Am Morgen hatte bereits vor dem Landgericht Hamburg eine Kundgebung unter dem Motto „Gewalt an Frauen ist politisch – Wir lassen Meryem nicht allen!“ stattgefunden, organisiert vom Internationalen Frauenbündnis. Am 1. Mai 2020 waren Meryem und ihre Kinder von ihrem Ex-Mann brutal mit einem Messer angegriffen und angezündet worden. Sie überlebten schwerverletzt.

 

Der Prozess gegen den Täter zieht sich seit November letzten Jahres hin und immer wieder muss Meryem vor Gericht erscheinen. Es wurde kritisiert, dass ausgerechnet am 8. März, dem internationalen Frauenkampftag und 8.März-Streik Meryem wieder vor Gericht aussagen soll. Nach der halbstündigen Kundgebung gingen zahlreiche Frauen in die Verhandlung, um Meryem zu unterstützen.

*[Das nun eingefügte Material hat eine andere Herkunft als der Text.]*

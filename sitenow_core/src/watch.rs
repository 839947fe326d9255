//! Filesystem change events for a served root.
//!
//! Wraps a recursive `notify` watcher and turns every create, modify and
//! remove event into absolute paths on a channel that an
//! [`InvalidationListener`](crate::InvalidationListener) consumes.

use crate::error::Result;
use notify::{Event, EventKind, RecommendedWatcher, RecursiveMode, Watcher as NotifyWatcher};
use std::path::{Path, PathBuf};
use tokio::sync::mpsc;

/// Keeps the underlying watcher alive; events stop when this is dropped.
pub struct FileWatcher {
    _watcher: RecommendedWatcher,
}

impl FileWatcher {
    /// Watch `root` recursively.
    pub fn new(root: &Path) -> Result<(Self, mpsc::UnboundedReceiver<PathBuf>)> {
        let (tx, rx) = mpsc::unbounded_channel();

        let mut watcher = notify::recommended_watcher(move |res: notify::Result<Event>| {
            let event = match res {
                Ok(event) => event,
                Err(err) => {
                    tracing::warn!(error = %err, "watch error");
                    return;
                }
            };

            if !is_change(&event.kind) {
                return;
            }

            for path in event.paths {
                // Receiver gone means nobody is listening anymore.
                if tx.send(path).is_err() {
                    return;
                }
            }
        })?;

        watcher.watch(root, RecursiveMode::Recursive)?;
        tracing::info!(root = %root.display(), "watching");

        Ok((Self { _watcher: watcher }, rx))
    }
}

fn is_change(kind: &EventKind) -> bool {
    matches!(
        kind,
        EventKind::Create(_) | EventKind::Modify(_) | EventKind::Remove(_)
    )
}
//! Lane view: the program waveform over the cue timeline, one lane per
//! speaker showing its gain in each cue, and the playhead. Click to seek.

use super::input::GuiAction;
use super::{gain_color, process_actions, GuiState};

const WAVE_H: f32 = 48.0;
const LANE_GAP: f32 = 2.0;

const BG: [f32; 4] = [0.10, 0.10, 0.12, 1.0];
const WAVE: [f32; 4] = [0.45, 0.60, 0.45, 1.0];
const CUE_A: [f32; 4] = [0.16, 0.16, 0.20, 1.0];
const CUE_B: [f32; 4] = [0.19, 0.19, 0.24, 1.0];
const CUE_ACTIVE: [f32; 4] = [0.24, 0.26, 0.34, 1.0];
const CUE_LINE: [f32; 4] = [0.50, 0.50, 0.60, 1.0];
const PLAYHEAD: [f32; 4] = [0.95, 0.35, 0.30, 1.0];

/// Horizontal timeline mapping: seconds to pixels and back.
#[derive(Clone, Copy, Debug, PartialEq)]
struct Timeline {
    x0: f32,
    width: f32,
    duration: f64,
}

impl Timeline {
    fn x_at(&self, time: f64) -> f32 {
        if self.duration <= 0.0 {
            return self.x0;
        }
        let t = (time / self.duration).clamp(0.0, 1.0);
        self.x0 + self.width * t as f32
    }

    fn time_at(&self, x: f32) -> f64 {
        if self.width <= 0.0 {
            return 0.0;
        }
        let t = ((x - self.x0) / self.width).clamp(0.0, 1.0);
        t as f64 * self.duration
    }
}

pub fn lanes_panel(ui: &imgui::Ui, gui: &mut GuiState) {
    let avail = ui.content_region_avail();
    let origin = ui.cursor_screen_pos();
    let timeline = Timeline {
        x0: origin[0],
        width: avail[0],
        duration: gui.frame.duration,
    };

    ui.invisible_button("lanes_zone", avail);
    let seek = (ui.is_item_active() && ui.is_mouse_down(imgui::MouseButton::Left))
        .then(|| timeline.time_at(ui.io().mouse_pos[0]));

    if let Some(time) = seek {
        process_actions(gui, &[GuiAction::Seek(time)]);
    }

    draw_lanes(ui, gui, &timeline, origin, avail);
}

fn draw_lanes(ui: &imgui::Ui, gui: &GuiState, timeline: &Timeline, origin: [f32; 2], avail: [f32; 2]) {
    let Some(session) = gui.controller.session() else {
        return;
    };
    let schedule = session.schedule();
    let draw_list = ui.get_window_draw_list();
    let bottom = origin[1] + avail[1];
    draw_list
        .add_rect(origin, [origin[0] + avail[0], bottom], BG)
        .filled(true)
        .build();

    // Cue bands behind everything.
    let active = gui.frame.active_cue;
    for i in 0..schedule.len() {
        let Some((start, end)) = schedule.interval(i) else {
            continue;
        };
        let x1 = timeline.x_at(start);
        let x2 = timeline.x_at(end.unwrap_or(timeline.duration));
        let color = match (active == Some(i), i % 2) {
            (true, _) => CUE_ACTIVE,
            (false, 0) => CUE_A,
            _ => CUE_B,
        };
        draw_list.add_rect([x1, origin[1]], [x2, bottom], color).filled(true).build();
        draw_list.add_line([x1, origin[1]], [x1, bottom], CUE_LINE).build();
    }

    // Waveform strip.
    let mid = origin[1] + WAVE_H * 0.5;
    if let Some(waveform) = gui.controller.waveform() {
        let peaks = waveform.peaks();
        let step = avail[0] / peaks.len().max(1) as f32;
        for (i, &(lo, hi)) in peaks.iter().enumerate() {
            let x = origin[0] + i as f32 * step;
            let top = mid - hi.clamp(-1.0, 1.0) * WAVE_H * 0.5;
            let bot = mid - lo.clamp(-1.0, 1.0) * WAVE_H * 0.5;
            draw_list.add_line([x, top], [x, bot.max(top + 1.0)], WAVE).build();
        }
    }

    // One lane per speaker.
    let speakers = schedule.speaker_count();
    let lanes_top = origin[1] + WAVE_H + LANE_GAP;
    let lane_h = ((bottom - lanes_top) / speakers.max(1) as f32 - LANE_GAP).max(2.0);
    for speaker in 0..speakers {
        let y = lanes_top + speaker as f32 * (lane_h + LANE_GAP);
        for i in 0..schedule.len() {
            let gain = schedule
                .pattern_for_cue(i)
                .and_then(|p| p.gain(speaker))
                .unwrap_or(0.0);
            if gain <= 0.0 {
                continue;
            }
            let Some((start, end)) = schedule.interval(i) else {
                continue;
            };
            let x1 = timeline.x_at(start);
            let x2 = timeline.x_at(end.unwrap_or(timeline.duration));
            draw_list
                .add_rect([x1 + 1.0, y], [x2 - 1.0, y + lane_h], gain_color(gain))
                .filled(true)
                .build();
        }
    }

    let x = timeline.x_at(gui.frame.playback_time);
    draw_list
        .add_line([x, origin[1]], [x, bottom], PLAYHEAD)
        .thickness(2.0)
        .build();
}
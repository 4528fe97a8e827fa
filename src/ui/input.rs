//! Keyboard input mapping.
//!
//! Pure functions that convert imgui key state into GUI actions. Panels
//! produce the same actions from pointer input, so tests can inject them
//! without a real keyboard or mouse.

use hx_master::{InputEvent, RotateKey, Vec3};

/// An action produced by keyboard or pointer input.
#[derive(Clone, Copy, Debug, PartialEq)]
pub enum GuiAction {
    TogglePlayStop,
    /// Jump to media time, in seconds.
    Seek(f64),
    /// Listener rotation input, forwarded to the session.
    Input(InputEvent),
    SetSpeakerGain { speaker: usize, value: f32 },
    MoveSpeaker { speaker: usize, position: Vec3 },
    /// Media speed, 1.0 is normal.
    SetRate(f64),
}

/// Poll imgui key state and return all triggered actions.
///
/// Nothing is consumed while a text widget wants input.
pub fn poll_actions(ui: &imgui::Ui) -> Vec<GuiAction> {
    if ui.io().want_text_input {
        return Vec::new();
    }

    let mut actions = Vec::new();
    if ui.is_key_pressed_no_repeat(imgui::Key::Space) {
        actions.push(GuiAction::TogglePlayStop);
    }
    if ui.is_key_pressed_no_repeat(imgui::Key::R) {
        actions.push(GuiAction::Input(InputEvent::ResetOrientation));
    }
    poll_rotate_keys(ui, &mut actions);
    actions
}

/// Arrow keys rotate the listener for as long as they are held.
fn poll_rotate_keys(ui: &imgui::Ui, actions: &mut Vec<GuiAction>) {
    for (key, rotate) in [
        (imgui::Key::LeftArrow, RotateKey::Left),
        (imgui::Key::RightArrow, RotateKey::Right),
    ] {
        if ui.is_key_pressed_no_repeat(key) {
            actions.push(GuiAction::Input(InputEvent::KeyDown(rotate)));
        }
        if ui.is_key_released(key) {
            actions.push(GuiAction::Input(InputEvent::KeyUp(rotate)));
        }
    }
}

Auf der Kundgebung wurde auch der Anstieg von Feminziden thematisiert und der fehlende Wille, die Istanbul-Konvention in Deutschland umzusetzen. Allein in diesem Jahr wurden in Deutschland bereits 32 Frauen und sechs Kinder zumeist durch ihre (Ex-)Partner, Ehemänner, Väter, Söhne, Brüder, Nachbarn getötet, 41 weitere Frauen wurden zum Teil lebensgefährlich verletzt.

Cansu Özdemir ging in ihrer Rede auch auf die Situation  der Frauen in der Türkei ein – die Situation der HDP-Abgeordneten in den Gefängnissen und berichtete von ihren 8. März-Botschaften.